When Lorne Michaels signed the Kids in the Hall for a series of HBO specials in 1989, the Canadian comedy troupe was absurdist, ahead of its time, and definitely an acquired taste. But the way it exploited the relative freedom of cable TV with skits like "Dr. Seuss Bible" and "Anal-Probing Aliens" primed an audience for provocative Comedy Central gambits like Strangers With Candy -- as well as South Park's own scatological obsessions.
And the Kids themselves? "I'm 40 years old, and I'm talking about digging boogies out of my nose so people will watch Comedy Central," complains Mark McKinney as he shuffles away from a camera crew in the Upper West Side bar Fez. He and the rest of the recently reunited group (Kevin McDonald, Scott Thompson, Bruce McCulloch, McKinney, and Dave Foley) are filming promo spots for a Kids in the Hall marathon that will air on Comedy Central (which picked up the show from HBO in 1990) in January. They'll also be "back together to take on the Man again," McCulloch boasts, with the 25-city theater show "Kids in the Hall 2000 Tour: Same Guys . . . New Dresses," which will mix new material with classic sketches. In typical Kids fashion, they also promise to guess the weight of audience members, show lots of slides, and insult the mayor's wife in every town ("Except in New York," Thompson whispers, "where the mayor's a lesbian").
Since the last time all five members were in the same room -- four, five, six, or fifteen years, depending on which Kid you ask -- some have fared better than others. "I had a mood swing right there on camera, because I just found out that Dave has three pilots," says Thompson, who's currently "between projects" in Los Angeles. "Those are pilot deals, not pilots," clarifies Foley, who just finished a four-year stint with the now-defunct NewsRadio and whose hair is dyed straw blond for a role opposite Brendan Fraser in the movie Monkey Bone. "How many pilots do you have, Scott?" asks McKinney, who's enjoying raves for his performance in the Manhattan Theatre Club's silly romp Fuddy Meers.

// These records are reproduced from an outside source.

//! Panel access: login, inbound lookup, and decoding of the inbound's
//! embedded settings.

pub mod client;
pub mod inbound;

pub use client::PanelSession;
pub use inbound::{
    parse_settings, Client, GeneralSettings, Inbound, RealityKeyMaterial, RealitySettings,
    SecurityMode, StreamSettings, TlsSettings,
};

"I was in that Hugh Grant movie," says Thompson, who admits that his Internet fan-club venture, ScottLand.com, went bankrupt. "Oh, yes, let's see," McKinney says with glee. "Now, there have been two Hugh Grant movies lately. One of them made a huuuge amount of money and made Hugh Grant a superstar. The other one -- well, which one were you in, Scott?" "Mickey Blue Eyes," Thompson answers. Later, after sulking for most of the afternoon, he brightens and announces flamboyantly, "I'm not gay anymore. I'm not -- I want to work!" "Scott has a new character named Rock Girlfucker," Foley agrees. " 'Show me the front door' is his catchphrase."
Struggling to escape -- or is that embrace? -- their adolescent fixations may not make the Kids more than cult favorites, but they already had a shot at fame with Brain Candy, their 1996 Prozac film farce, which ended with a maniacal plot to chemically depress everyone on the planet. Indeed, they seem not to have given up on that hope: "If you're like us," Foley sighs before the cameras, "you're full of hatred and self-doubt."